Previous studies have associated meat consumption with an increased risk of T2D[ 7 , 8 ] and some metabolites related to the consumption of meat and fish have been also associated with some cardiometabolic pathways.[ 18 ] These findings can indicate a possible mediator effect between these foods and the development of pathologies such as T2D. However, no previous studies have investigated if plasma metabolite profiles correlated with the intake of total meat (TM), RM, PRM, and fish, are also associated with the development of T2D.

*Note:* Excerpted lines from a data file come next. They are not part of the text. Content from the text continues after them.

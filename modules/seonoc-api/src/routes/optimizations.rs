use std::sync::Arc;

use axum::extract::{Path, Query, State};
use axum::Json;
use bson::doc;
use chrono::Utc;
use serde::Deserialize;
use serde_json::{json, Value};
use uuid::Uuid;

use seonoc_common::settings::{
    SystemTimezone, TelegramSeoSettings, KEY_SYSTEM_TIMEZONE, KEY_TELEGRAM_SEO,
};
use seonoc_common::types::{
    AffectedScope, AuditSeverity, EventType, ExpectedImpact, Optimization, OptimizationStatus,
    ReportUrl, Severity, TeamResponse,
};
use seonoc_common::NocError;
use seonoc_ledger::{record_audit, validate_reason_note};
use seonoc_templates::ContextBuilder;

use crate::actor::Actor;
use crate::error::ApiResult;
use crate::state::NocCore;

#[derive(Deserialize)]
pub struct CreateBody {
    pub network_id: String,
    pub title: String,
    #[serde(default)]
    pub description: String,
    pub reason_note: String,
    pub activity_type: String,
    pub affected_scope: AffectedScope,
    #[serde(default)]
    pub target_domains: Vec<String>,
    #[serde(default)]
    pub keywords: Vec<String>,
    #[serde(default)]
    pub report_urls: Vec<ReportUrl>,
    #[serde(default)]
    pub expected_impact: Vec<ExpectedImpact>,
    #[serde(default)]
    pub priority: Option<Severity>,
}

pub async fn create(
    State(core): State<Arc<NocCore>>,
    actor: Actor,
    Json(body): Json<CreateBody>,
) -> ApiResult<Json<Value>> {
    validate_reason_note(&body.reason_note)?;
    if body.title.trim().is_empty() {
        return Err(NocError::validation("title is required").into());
    }
    let network = core
        .store
        .networks()
        .find_by_id(&body.network_id)
        .await?
        .ok_or_else(|| NocError::not_found(format!("network {}", body.network_id)))?;
    actor.ensure_network_access(&network)?;

    let now = Utc::now();
    let optimization = Optimization {
        id: Uuid::new_v4().to_string(),
        network_id: network.id.clone(),
        brand_id: network.brand_id.clone(),
        title: body.title.trim().to_string(),
        description: body.description,
        reason_note: body.reason_note,
        activity_type: body.activity_type,
        affected_scope: body.affected_scope,
        target_domains: body.target_domains,
        keywords: body.keywords,
        report_urls: body.report_urls,
        expected_impact: body.expected_impact,
        observed_impact: None,
        status: OptimizationStatus::Planned,
        complaint_status: Default::default(),
        linked_conflict_id: None,
        priority: body.priority,
        created_by: actor.actor.clone(),
        created_at: now,
        updated_at: now,
        closed_at: None,
        closed_by: None,
        last_reminder_sent_at: None,
        responses: vec![],
    };
    core.store.optimizations().insert(&optimization).await?;

    let brand_name = core.store.brands().name_of(&network.brand_id).await?;
    let context = optimization_context(&core, &actor, &network.name, &brand_name, &optimization)
        .await?
        .build();
    core.router
        .send_event(EventType::SeoOptimization, &context)
        .await;

    Ok(Json(serde_json::to_value(optimization).map_err(anyhow::Error::from)?))
}

#[derive(Deserialize)]
pub struct StatusBody {
    pub status: OptimizationStatus,
    #[serde(default)]
    pub observed_impact: Option<String>,
}

pub async fn update_status(
    State(core): State<Arc<NocCore>>,
    actor: Actor,
    Path(id): Path<String>,
    Json(body): Json<StatusBody>,
) -> ApiResult<Json<Value>> {
    let optimization = core
        .store
        .optimizations()
        .find_by_id(&id)
        .await?
        .ok_or_else(|| NocError::not_found(format!("optimization {id}")))?;
    let network = core
        .store
        .networks()
        .find_by_id(&optimization.network_id)
        .await?
        .ok_or_else(|| NocError::not_found(format!("network {}", optimization.network_id)))?;
    actor.ensure_network_access(&network)?;

    // Re-resolving an already-completed optimization is a no-op.
    if optimization.status == body.status {
        return Ok(Json(json!({ "status": optimization.status, "changed": false })));
    }

    let now = Utc::now();
    let mut set = doc! {
        "status": bson::to_bson(&body.status).map_err(anyhow::Error::from)?,
        "updated_at": bson::to_bson(&now).map_err(anyhow::Error::from)?,
    };
    if let Some(observed) = &body.observed_impact {
        set.insert("observed_impact", observed);
    }
    if matches!(
        body.status,
        OptimizationStatus::Completed | OptimizationStatus::Reverted
    ) {
        set.insert("closed_at", bson::to_bson(&now).map_err(anyhow::Error::from)?);
        set.insert("closed_by", &actor.actor.user_id);
    }
    core.store.optimizations().apply(&id, set).await?;

    core.linker
        .on_optimization_status_changed(&optimization, body.status, &actor.actor)
        .await?;

    let brand_name = core.store.brands().name_of(&network.brand_id).await?;
    let severity = match body.status {
        OptimizationStatus::Completed => Severity::Low,
        OptimizationStatus::Reverted => Severity::High,
        _ => Severity::Medium,
    };
    let context = optimization_context(&core, &actor, &network.name, &brand_name, &optimization)
        .await?
        .change(
            "status_change",
            "Status Change",
            "",
            optimization.status.label(),
            body.status.label(),
            "",
        )
        .impact(severity, "", 0)
        .build();
    core.router
        .send_event(EventType::SeoOptimizationStatus, &context)
        .await;

    Ok(Json(json!({ "status": body.status, "changed": true })))
}

#[derive(Deserialize)]
pub struct ListQuery {
    pub network_id: String,
    pub status: Option<OptimizationStatus>,
}

pub async fn list(
    State(core): State<Arc<NocCore>>,
    _actor: Actor,
    Query(q): Query<ListQuery>,
) -> ApiResult<Json<Value>> {
    let optimizations = core
        .store
        .optimizations()
        .list_by_network(&q.network_id, q.status)
        .await?;
    Ok(Json(json!({ "total": optimizations.len(), "optimizations": optimizations })))
}

#[derive(Deserialize)]
pub struct RespondBody {
    pub message: String,
}

pub async fn respond(
    State(core): State<Arc<NocCore>>,
    actor: Actor,
    Path(id): Path<String>,
    Json(body): Json<RespondBody>,
) -> ApiResult<Json<Value>> {
    if body.message.trim().is_empty() {
        return Err(NocError::validation("message is required").into());
    }
    core.store
        .optimizations()
        .find_by_id(&id)
        .await?
        .ok_or_else(|| NocError::not_found(format!("optimization {id}")))?;
    core.store
        .optimizations()
        .push_response(
            &id,
            &TeamResponse {
                author: actor.actor.clone(),
                message: body.message.trim().to_string(),
                created_at: Utc::now(),
            },
        )
        .await?;
    Ok(Json(json!({ "status": "recorded" })))
}

/// Super-admin deletion. The linked conflict reverts to `detected` and is
/// ready for a fresh optimization.
pub async fn delete(
    State(core): State<Arc<NocCore>>,
    actor: Actor,
    Path(id): Path<String>,
) -> ApiResult<Json<Value>> {
    if !actor.is_super_admin() {
        return Err(NocError::Authorization(
            "only super admins may delete optimizations".to_string(),
        )
        .into());
    }
    let optimization = core
        .store
        .optimizations()
        .find_by_id(&id)
        .await?
        .ok_or_else(|| NocError::not_found(format!("optimization {id}")))?;

    core.linker.unlink_on_optimization_delete(&id).await?;
    core.store.optimizations().delete(&id).await?;
    record_audit(
        &core.store,
        "optimization_deleted",
        &actor.actor.email,
        &format!("seo_optimization:{id}"),
        &format!("deleted optimization '{}'", optimization.title),
        AuditSeverity::Warning,
        true,
    )
    .await;
    Ok(Json(json!({ "status": "deleted" })))
}

async fn optimization_context(
    core: &Arc<NocCore>,
    actor: &Actor,
    network_name: &str,
    brand_name: &str,
    optimization: &Optimization,
) -> Result<ContextBuilder, NocError> {
    let tz: SystemTimezone = core.store.settings().get(KEY_SYSTEM_TIMEZONE).await?;
    let chat: TelegramSeoSettings = core.store.settings().get(KEY_TELEGRAM_SEO).await?;
    Ok(ContextBuilder::new(&tz)
        .actor(&actor.actor, &actor.role)
        .network(network_name, &optimization.network_id)
        .brand(brand_name, &optimization.brand_id)
        .optimization(optimization)
        .tagging(&chat.leader_usernames, &[], &[]))
}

In the present study, we aim to identify the plasma metabolite profiles associated with the consumption of TM, RM, PRM, and fish using data from the PREvención con DIeta MEDiterránea (PREDIMED) study, and then examine whether these metabolite profiles are associated with an increased risk of T2D development independently of recognized conventional risk factors. We hypothesize that plasma metabolite profiles differ between participants based on their consumption of total meat, subtypes of meat (RM, PRM), and fish.

2. Experimental Section

2.1. Study Population

2.1.1. Discovery Population

The current study was carried out in the context of the PREDIMED study, a multicenter randomized controlled trial conducted in Spain from 2003 to 2010 where the main objective was to examine the effect of the Mediterranean diet (MedDiet) on the primary prevention of CVD in a population at high cardiovascular risk. A complete description of the PREDIMED study protocol could be found on the study website (http://www.predimed.es/) and in previous publications.[ 19 , 20 ] All study participants provided written informed consent, and the Institutional Review Boards of each of the respective study centers approved the protocol. The PREDIMED trial was registered at ISRCTN (http://www.isrctn.com/, ISRCTN35739639).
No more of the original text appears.